What you should do> Each record below needs to be retyped exactly.
** Opening Data for the task block **
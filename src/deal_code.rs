//! Deal numbers: a freshly dealt layout as a single big integer.
//!
//! A fresh deal is fully described by its 52-card dealing order (tableau
//! piles 0..6 bottom-to-top, then the stock bottom-to-top, see
//! `GameState::dealing_order`). The deal number is the rank of that order
//! among all 52! permutations, in lexicographic order of card indices, so
//! the unshuffled deck is deal 0 and the fully reversed deck is 52! - 1.
//!
//! Deal codes typed by a person may carry grouping characters; a bracketed
//! list of 52 card indices is also accepted.

use anyhow::{bail, ensure, Context};
use num_bigint::BigUint;
use num_traits::{ToPrimitive, Zero};

use crate::card::{Card, DECK_LEN};
use crate::game::{DrawMode, GameState};

/// 52!, one past the largest deal number.
pub fn deal_count() -> BigUint {
    (1..=DECK_LEN as u32).fold(BigUint::from(1u32), |acc, k| acc * k)
}

/// Check that `deck` holds each of the 52 cards exactly once.
fn ensure_permutation(deck: &[Card; DECK_LEN]) -> anyhow::Result<()> {
    let mut seen = [false; DECK_LEN];
    for card in deck {
        let idx = card.index() as usize;
        ensure!(idx < DECK_LEN, "card index {idx} out of range 0..=51");
        ensure!(!seen[idx], "duplicate card index {idx}");
        seen[idx] = true;
    }
    Ok(())
}

/// Rank of a dealing order among all permutations (Lehmer code read as a
/// factorial-base number).
pub fn deal_number_from_deck(deck: &[Card; DECK_LEN]) -> anyhow::Result<BigUint> {
    ensure_permutation(deck)?;

    let mut used = [false; DECK_LEN];
    let mut number = BigUint::zero();
    for (i, card) in deck.iter().enumerate() {
        let idx = card.index() as usize;
        let smaller_unused = used[..idx].iter().filter(|&&u| !u).count();
        used[idx] = true;
        number = number * (DECK_LEN - i) as u32 + smaller_unused as u32;
    }
    Ok(number)
}

/// Inverse of `deal_number_from_deck`. Numbers `>= 52!` are rejected.
pub fn deck_from_deal_number(number: &BigUint) -> anyhow::Result<[Card; DECK_LEN]> {
    ensure!(
        *number < deal_count(),
        "deal number {number} is too large (must be below 52!)"
    );

    // Factorial-base digits, most significant first.
    let mut digits = [0usize; DECK_LEN];
    let mut rest = number.clone();
    for i in (0..DECK_LEN).rev() {
        let base = BigUint::from((DECK_LEN - i) as u32);
        let digit = &rest % &base;
        rest /= &base;
        digits[i] = digit.to_usize().context("factorial digit does not fit in usize")?;
    }

    let mut unused: Vec<u8> = (0..DECK_LEN as u8).collect();
    let mut deck = [Card::from_index(0); DECK_LEN];
    for (slot, &digit) in deck.iter_mut().zip(digits.iter()) {
        *slot = Card::from_index(unused.remove(digit));
    }
    Ok(deck)
}

/// The deal number of a fresh deal, or `None` once play has started.
pub fn deal_number_of(state: &GameState) -> Option<BigUint> {
    let deck = state.dealing_order()?;
    deal_number_from_deck(&deck).ok()
}

/// Deal the layout with the given number.
pub fn state_from_deal_number(number: &BigUint, draw_mode: DrawMode) -> anyhow::Result<GameState> {
    let deck = deck_from_deal_number(number)?;
    Ok(GameState::deal_from_deck(&deck, draw_mode))
}

/// Parse a bracketed list of 52 distinct card indices, e.g. "[51, 32, 3, ...]".
pub fn parse_deck_list(s: &str) -> anyhow::Result<[Card; DECK_LEN]> {
    let open = s.find('[').context("missing '['")?;
    let close = s.rfind(']').context("missing ']'")?;
    ensure!(close > open, "malformed [...] list");

    let mut nums: Vec<u8> = Vec::with_capacity(DECK_LEN);
    for part in s[open + 1..close].split(',') {
        let t = part.trim();
        if t.is_empty() {
            continue;
        }
        let v: u8 = t
            .parse()
            .with_context(|| format!("could not parse {t:?} as a card index"))?;
        nums.push(v);
    }
    ensure!(
        nums.len() == DECK_LEN,
        "deck list must have {DECK_LEN} numbers, got {}",
        nums.len()
    );
    // Range-check before building cards.
    if let Some(&bad) = nums.iter().find(|&&v| v as usize >= DECK_LEN) {
        bail!("card index {bad} out of range 0..=51");
    }

    let mut deck = [Card::from_index(0); DECK_LEN];
    for (slot, &v) in deck.iter_mut().zip(nums.iter()) {
        *slot = Card::from_index(v);
    }
    ensure_permutation(&deck)?;
    Ok(deck)
}

/// Strip grouping characters (whitespace and `#-_.,`) from a typed deal
/// number.
fn normalize_deal_number(s: &str) -> anyhow::Result<String> {
    let cleaned: String = s
        .trim()
        .chars()
        .filter(|&ch| !(ch.is_whitespace() || matches!(ch, '#' | '-' | '_' | '.' | ',')))
        .collect();
    ensure!(!cleaned.is_empty(), "empty deal code");
    ensure!(
        cleaned.chars().all(|c| c.is_ascii_digit()),
        "deal code contains non-digits after normalization: {cleaned:?}"
    );
    Ok(cleaned)
}

/// Parse a deal code: a decimal deal number (grouping characters allowed)
/// or a bracketed list of card indices.
pub fn parse_deal_code(s: &str) -> anyhow::Result<[Card; DECK_LEN]> {
    if s.contains('[') {
        return parse_deck_list(s);
    }
    let digits = normalize_deal_number(s)?;
    let number = BigUint::parse_bytes(digits.as_bytes(), 10)
        .with_context(|| format!("could not parse deal number {s:?}"))?;
    deck_from_deal_number(&number)
}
** Closing Data for the task block **
Exercise output>
filename src/deal_code.rs
//! Deal numbers: a freshly dealt layout as a single big integer.
//!
//! A fresh deal is fully described by its 52-card dealing order (tableau
//! piles 0..6 bottom-to-top, then the stock bottom-to-top, see
//! `GameState::dealing_order`). The deal number is the rank of that order
//! among all 52! permutations, in lexicographic order of card indices, so
//! the unshuffled deck is deal 0 and the fully reversed deck is 52! - 1.
//!
//! Deal codes typed by a person may carry grouping characters; a bracketed
//! list of 52 card indices is also accepted.

use anyhow::{bail, ensure, Context};
use num_bigint::BigUint;
use num_traits::{ToPrimitive, Zero};

use crate::card::{Card, DECK_LEN};
use crate::game::{DrawMode, GameState};

/// 52!, one past the largest deal number.
pub fn deal_count() -> BigUint {
    (1..=DECK_LEN as u32).fold(BigUint::from(1u32), |acc, k| acc * k)
}

/// Check that `deck` holds each of the 52 cards exactly once.
fn ensure_permutation(deck: &[Card; DECK_LEN]) -> anyhow::Result<()> {
    let mut seen = [false; DECK_LEN];
    for card in deck {
        let idx = card.index() as usize;
        ensure!(idx < DECK_LEN, "card index {idx} out of range 0..=51");
        ensure!(!seen[idx], "duplicate card index {idx}");
        seen[idx] = true;
    }
    Ok(())
}

/// Rank of a dealing order among all permutations (Lehmer code read as a
/// factorial-base number).
pub fn deal_number_from_deck(deck: &[Card; DECK_LEN]) -> anyhow::Result<BigUint> {
    ensure_permutation(deck)?;

    let mut used = [false; DECK_LEN];
    let mut number = BigUint::zero();
    for (i, card) in deck.iter().enumerate() {
        let idx = card.index() as usize;
        let smaller_unused = used[..idx].iter().filter(|&&u| !u).count();
        used[idx] = true;
        number = number * (DECK_LEN - i) as u32 + smaller_unused as u32;
    }
    Ok(number)
}

/// Inverse of `deal_number_from_deck`. Numbers `>= 52!` are rejected.
pub fn deck_from_deal_number(number: &BigUint) -> anyhow::Result<[Card; DECK_LEN]> {
    ensure!(
        *number < deal_count(),
        "deal number {number} is too large (must be below 52!)"
    );

    // Factorial-base digits, most significant first.
    let mut digits = [0usize; DECK_LEN];
    let mut rest = number.clone();
    for i in (0..DECK_LEN).rev() {
        let base = BigUint::from((DECK_LEN - i) as u32);
        let digit = &rest % &base;
        rest /= &base;
        digits[i] = digit.to_usize().context("factorial digit does not fit in usize")?;
    }

    let mut unused: Vec<u8> = (0..DECK_LEN as u8).collect();
    let mut deck = [Card::from_index(0); DECK_LEN];
    for (slot, &digit) in deck.iter_mut().zip(digits.iter()) {
        *slot = Card::from_index(unused.remove(digit));
    }
    Ok(deck)
}

/// The deal number of a fresh deal, or `None` once play has started.
pub fn deal_number_of(state: &GameState) -> Option<BigUint> {
    let deck = state.dealing_order()?;
    deal_number_from_deck(&deck).ok()
}

/// Deal the layout with the given number.
pub fn state_from_deal_number(number: &BigUint, draw_mode: DrawMode) -> anyhow::Result<GameState> {
    let deck = deck_from_deal_number(number)?;
    Ok(GameState::deal_from_deck(&deck, draw_mode))
}

/// Parse a bracketed list of 52 distinct card indices, e.g. "[51, 32, 3, ...]".
pub fn parse_deck_list(s: &str) -> anyhow::Result<[Card; DECK_LEN]> {
    let open = s.find('[').context("missing '['")?;
    let close = s.rfind(']').context("missing ']'")?;
    ensure!(close > open, "malformed [...] list");

    let mut nums: Vec<u8> = Vec::with_capacity(DECK_LEN);
    for part in s[open + 1..close].split(',') {
        let t = part.trim();
        if t.is_empty() {
            continue;
        }
        let v: u8 = t
            .parse()
            .with_context(|| format!("could not parse {t:?} as a card index"))?;
        nums.push(v);
    }
    ensure!(
        nums.len() == DECK_LEN,
        "deck list must have {DECK_LEN} numbers, got {}",
        nums.len()
    );
    // Range-check before building cards.
    if let Some(&bad) = nums.iter().find(|&&v| v as usize >= DECK_LEN) {
        bail!("card index {bad} out of range 0..=51");
    }

    let mut deck = [Card::from_index(0); DECK_LEN];
    for (slot, &v) in deck.iter_mut().zip(nums.iter()) {
        *slot = Card::from_index(v);
    }
    ensure_permutation(&deck)?;
    Ok(deck)
}

/// Strip grouping characters (whitespace and `#-_.,`) from a typed deal
/// number.
fn normalize_deal_number(s: &str) -> anyhow::Result<String> {
    let cleaned: String = s
        .trim()
        .chars()
        .filter(|&ch| !(ch.is_whitespace() || matches!(ch, '#' | '-' | '_' | '.' | ',')))
        .collect();
    ensure!(!cleaned.is_empty(), "empty deal code");
    ensure!(
        cleaned.chars().all(|c| c.is_ascii_digit()),
        "deal code contains non-digits after normalization: {cleaned:?}"
    );
    Ok(cleaned)
}

/// Parse a deal code: a decimal deal number (grouping characters allowed)
/// or a bracketed list of card indices.
pub fn parse_deal_code(s: &str) -> anyhow::Result<[Card; DECK_LEN]> {
    if s.contains('[') {
        return parse_deck_list(s);
    }
    let digits = normalize_deal_number(s)?;
    let number = BigUint::parse_bytes(digits.as_bytes(), 10)
        .with_context(|| format!("could not parse deal number {s:?}"))?;
    deck_from_deal_number(&number)
}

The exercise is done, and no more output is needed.